With the CV joint changed we rocked up at the assembly area on slicks with dry settings. Just before we were about to take to the track the heavens opened and it humped down. Looking around all the other guys had been here before and realistically they were going to be quicker so I decided to crack on with slicks and get my mandatory 3 laps in. As the session went on the rain tailed off so I pressed on even though Sean, Nick and Chloe had the wets at the ready. I finished the session with little drama but it’s fair to say my Autograss experience came in handy a few times! As expected the times weren’t great but I qualified 15th for the first race and 13th for the second.

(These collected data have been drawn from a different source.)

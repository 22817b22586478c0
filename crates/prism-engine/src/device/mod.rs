//! GPU device + surface management.
//!
//! - creates the wgpu Instance/Adapter/Device/Queue
//! - creates and configures the window surface (plus optional depth target)
//! - acquires frames and hands out an encoder + view for rendering

mod error;
mod frame;
mod gpu;
mod init;
mod surface;

pub use error::SurfaceErrorAction;
pub use frame::GpuFrame;
pub use gpu::Gpu;
pub use init::GpuInit;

After a quick check over of the car the race came round pretty quickly. The sun and wind had got the circuit back to being dry again. However, I’d not raced it in the dry so speeds, braking points etc were going to be different but at least I now had a fair idea of which way the corners went! After a warm up lap we took our positions on the grid. This is it then. The lights went out and we were all off towards the fast right hander Turn 1. Knowing this was an accident hotspot in previous miglia races I wasn’t surprised when there was a big coming together. A few wheel arches and other bits of trim went flying up in the air and the unfortunate Tony LeMay exited stage left. I backed off slightly and that was enough for the pack to get away from me going into Sears hairpin and the rest of the complex. Lesson number 273 of the weekend is that it’s essential at Snetterton to keep with the pack so you can get a tow on the 2 long straights. I’d lost this already so I was in for a lonely race. Maybe this was a good thing as there was a fair amount of carnage up front. I could tell this by the various wheel arches and headlight rims that I kept having to dodge! But I kept plodding on learning the circuit and trying to go faster each lap. I didn’t set the world on fire but I finished (10th) and didn’t bin it.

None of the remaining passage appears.